A presenziare al giuramento dei membri del Tribunale, che saranno chiamati ad ascoltare i testimoni della fama di santità di questo servo di Dio, c’erano i compagni di scuola di Pierangelo, gli amici di sempre, i membri dell’associazione che porta il suo nome e si impegna in attività solidali, famiglie e tanti sacerdoti, che lo hanno incontrato o hanno imparato a conoscerlo dai racconti di mamma Giusy e papà Angelo. Entrambi erano seduti in prima fila, insieme alla figlia minore Sara e al sindaco di Faggiano, il paese della provincia ionica dove Pierangelo viveva. Anna De Vincentis, è stata compagna di liceo di Pierangelo all’Archita di Taranto, la scuola in cui studiarono anche Aldo Moro ed Alessandro Leogrande.
E che ora tra i suoi alunni potrebbe annoverare anche un santo. Un “adolescente santo” e non viceversa, spiega qualche sacerdote che ne ha seguito le vicende. «Era un ragazzo positivo, sempre sorridente. Un ragazzo normale – racconta Anna – per cui la malattia passava in secondo piano rispetto alla fede, all’amore per lo studio. Ricordo
le feste insieme e le pause tra una lezione e l’altra a discutere di filosofia, che era la sua materia preferita. Quello che stupiva di lui era la tranquillità e la positività con cui affrontava il suo dolore». «È un dono di Dio per la nostra diocesi ed in particolare per i giovani – commenta l’arcivescovo di Taranto, Filippo Santoro – perché è la dimostrazione che seguendo Dio non si perde niente in gioia, letizia, impegno, curiosità nello studio, nel sapere, nella novità della vita. Tutto questo viene bensì illuminato e rafforzato dall’esperienza di Dio. E poi, contrariamente a quanto si dice, è segno che la nostra gioventù ha un cuore, e che nella giovinezza può avvenire un riscatto utile a tutta la nostra società».

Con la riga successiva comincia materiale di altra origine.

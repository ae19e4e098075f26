use async_trait::async_trait;
use relaycore::{StoreError, Workflow, WorkflowId};
use std::collections::HashMap;
use tokio::sync::RwLock;

/// Persistence collaborator for workflow documents
///
/// Every write replaces the whole document.
#[async_trait]
pub trait WorkflowStore: Send + Sync {
    async fn find_by_workflow_id(&self, workflow_id: &str) -> Result<Option<Workflow>, StoreError>;

    /// Insert or replace
    async fn save(&self, workflow: &Workflow) -> Result<(), StoreError>;

    /// Insert a new workflow, rejecting an id that is already taken
    async fn insert(&self, workflow: Workflow) -> Result<Workflow, StoreError>;

    /// Workflows whose name or id contains `search` (case-insensitive),
    /// most recently edited first
    async fn list(&self, search: Option<&str>) -> Result<Vec<Workflow>, StoreError>;
}

/// Store backed by a map in memory
#[derive(Default)]
pub struct InMemoryWorkflowStore {
    workflows: RwLock<HashMap<WorkflowId, Workflow>>,
}

impl InMemoryWorkflowStore {
    pub fn new() -> Self {
        Self::default()
    }
}

#[async_trait]
impl WorkflowStore for InMemoryWorkflowStore {
    async fn find_by_workflow_id(&self, workflow_id: &str) -> Result<Option<Workflow>, StoreError> {
        Ok(self.workflows.read().await.get(workflow_id).cloned())
    }

    async fn save(&self, workflow: &Workflow) -> Result<(), StoreError> {
        self.workflows
            .write()
            .await
            .insert(workflow.workflow_id.clone(), workflow.clone());
        Ok(())
    }

    async fn insert(&self, workflow: Workflow) -> Result<Workflow, StoreError> {
        let mut workflows = self.workflows.write().await;
        if workflows.contains_key(&workflow.workflow_id) {
            return Err(StoreError::Duplicate(workflow.workflow_id));
        }
        workflows.insert(workflow.workflow_id.clone(), workflow.clone());
        Ok(workflow)
    }

    async fn list(&self, search: Option<&str>) -> Result<Vec<Workflow>, StoreError> {
        let workflows = self.workflows.read().await;
        Ok(search_sorted(workflows.values(), search))
    }
}

pub(crate) fn search_sorted<'a>(
    workflows: impl Iterator<Item = &'a Workflow>,
    search: Option<&str>,
) -> Vec<Workflow> {
    let needle = search
        .map(str::trim)
        .filter(|s| !s.is_empty())
        .map(str::to_lowercase);

    let mut found: Vec<Workflow> = workflows
        .filter(|w| match &needle {
            Some(needle) => {
                w.name.to_lowercase().contains(needle)
                    || w.workflow_id.to_lowercase().contains(needle)
            }
            None => true,
        })
        .cloned()
        .collect();

    found.sort_by(|a, b| b.last_edited_on.cmp(&a.last_edited_on));
    found
}

#[cfg(test)]
mod tests {
    use super::*;
    use chrono::{Duration, Utc};

    fn workflow(id: &str, name: &str, edited_mins_ago: i64) -> Workflow {
        let mut w = Workflow::new(name).with_id(id);
        w.last_edited_on = Utc::now() - Duration::minutes(edited_mins_ago);
        w
    }

    #[tokio::test]
    async fn test_insert_rejects_duplicate_id() {
        let store = InMemoryWorkflowStore::new();
        store.insert(workflow("#1", "a", 0)).await.unwrap();

        let err = store.insert(workflow("#1", "b", 0)).await.unwrap_err();
        assert!(matches!(err, StoreError::Duplicate(id) if id == "#1"));
    }

    #[tokio::test]
    async fn test_list_searches_name_and_id() {
        let store = InMemoryWorkflowStore::new();
        store.insert(workflow("#1000", "Daily Report", 5)).await.unwrap();
        store.insert(workflow("#2000", "Alerts", 1)).await.unwrap();
        store.insert(workflow("#3000", "weekly REPORT", 3)).await.unwrap();

        let all = store.list(None).await.unwrap();
        let ids: Vec<_> = all.iter().map(|w| w.workflow_id.as_str()).collect();
        assert_eq!(ids, vec!["#2000", "#3000", "#1000"]);

        let reports = store.list(Some("report")).await.unwrap();
        let ids: Vec<_> = reports.iter().map(|w| w.workflow_id.as_str()).collect();
        assert_eq!(ids, vec!["#3000", "#1000"]);

        let by_id = store.list(Some("#20")).await.unwrap();
        assert_eq!(by_id.len(), 1);
        assert_eq!(by_id[0].name, "Alerts");
    }

    #[tokio::test]
    async fn test_save_replaces_document() {
        let store = InMemoryWorkflowStore::new();
        let mut w = store.insert(workflow("#1", "a", 0)).await.unwrap();
        w.name = "renamed".to_string();
        store.save(&w).await.unwrap();

        let loaded = store.find_by_workflow_id("#1").await.unwrap().unwrap();
        assert_eq!(loaded.name, "renamed");
        assert!(store.find_by_workflow_id("#2").await.unwrap().is_none());
    }
}
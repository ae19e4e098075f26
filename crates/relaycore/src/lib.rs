//! Core types for the relay workflow engine
//!
//! Workflow documents, the field resolver, typed node actions, the executor
//! trait and execution events. Every other crate builds on these.

pub mod action;
mod error;
pub mod events;
pub mod fields;
mod node;
mod workflow;

pub use action::{ApiAction, EmailAction};
pub use error::{ActionError, ExecutionError, StoreError, WorkflowError};
pub use events::*;
pub use fields::Field;
pub use node::{ActionContext, ActionExecutor, ActionOutput};
pub use workflow::{
    generate_workflow_id, Edge, NodeData, NodeId, NodeResult, NodeSpec, Position, Workflow,
    WorkflowId, WorkflowStatus, EXECUTABLE_NODE_TYPE,
};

Giusy ed Angelo ascoltano in Brindisi silenzio.
Non commentano. Il volto è teso ma grato. Semplici genitori, che in fondo non comprendono perché proprio a loro un tale dolore ma accettano e si domandano il senso più grande di un’esistenza, quella del figlio, che ha seminato in pochi anni così tanto bene. A chi ricorda loro di Pierangelo alle medie, nei panni di Alfredo in una rivisitazione scolastica della Traviata, sorridono mesti. «Abbiamo il filmino a casa – dicono – ma non abbiamo mai avuto il coraggio di rivederlo». Ecco la straordinarietà della fede che non si trasforma in eroismo. «È proprio interessante l’atteggiamento dei genitori e della famiglia.
Nessuna spinta, nessuna indicazione di protagonismo o sollecitazione ad anticipare il giudizio della Chiesa – commenta a margine Santoro – sono il prototipo di ogni nostra famiglia e la dimostrazione che tra le mura di casa, nell’ordinarietà, può
accadere qualcosa di eccezionale. La loro è la testimonianza della semplicità di chi non ha la presunzione di arrivare alla santità ma si affida ad un progetto più grande, all’amore di Dio e questo è fonte di una pace grandissima ».